This commentary puts forward a simple paradigm: “poor sleep” causes or worsens pain. A lot of content is technical about biochemical pain pathways as it relates to what are known as pro-inflammatory states, because pain is one form of inflammation. Even if you skim through this section, you’ll see the gist is the paradigm stated above.
The researchers point out everybody seems to agree pain disrupts sleep and therefore leads to “poor sleep.” So, their goal is ask how to explain the converse, that is, how does poor sleep cause pain?
My frustration with the work is not about inaccuracies. Rather, virtually all sleep doctors already know poor sleep causes pain, because they’ve treated people with poor sleep who subsequently declared “my headaches vanished,” “no more fibromyalgia,” “no more aches and pains when I get up in the morning.” In other words, on the clinical level, any professional in the field of sleep medicine who works even part-time with patients has heard these kinds of results and so much more.
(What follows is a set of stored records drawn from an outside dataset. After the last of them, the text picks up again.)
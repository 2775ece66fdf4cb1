mod alias;
mod color;
mod nudity;
mod orientation;
mod quality;

pub use self::alias::{AliasTable, AuthorAlias};
pub use self::color::ColorMode;
pub use self::nudity::{Nudity, NudityTokens};
pub use self::orientation::Orientation;
pub use self::quality::PrintQuality;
So, why would researchers need to write a piece of this sort when it’s common knowledge? The answer may or may not surprise, but it’s about the nexus between gaining funding for research and proving something scientifically.
I as well as many other sleep doctors can tell you about all the people who suffered headaches that vanished after treatment for sleep apnea, but that’s not the same as someone doing a scientific experiment to “prove” it. In such research one group gets treated with real PAP devices (appropriate pressure for each patient) and the other group would get a fake PAP (i.e. very low, non-therapeutic pressure). Once proven that PAP decreased headaches more so than fake PAP, we would then have scientific knowledge to be published in a journal. And, then of course, this new information could lead to more ideas about sleep and pain, and then you have a longitudinal plan in place to regularly gain funding to continue down this pathway of research…and dollars.
Scientifically, it makes a certain sense, but my frustration is the transfer of knowledge say to primary care doctors treating patients with headaches is delayed for years if not decades, because the information has not been validated in the scientific literature. When not in the scientific literature, the primary physician has an excellent chance of never hearing of these connections. What’s more likely is the primary refers a patient to a sleep center, and when the patient returns to the primary and exclaims how the sleep apnea treatment cured the headaches, eventually enough exposure to such examples leads the primary to change the way medicine is practiced.
This organic transfer of knowledge happens irrespective of the scientific literature, and considerable harms come to a great many headache sufferers who never interact with a doctor who knows the connections between their condition and the sleep apnea causing the poor sleep.
If you’d like to know more about morning headaches and sleep apnea, check out the 3:47 mark of this 8 minute video. By the way, in my clinical experience, albeit anecdotal, I have encountered patients with migraines who reported a radical decrease once they started using PAP.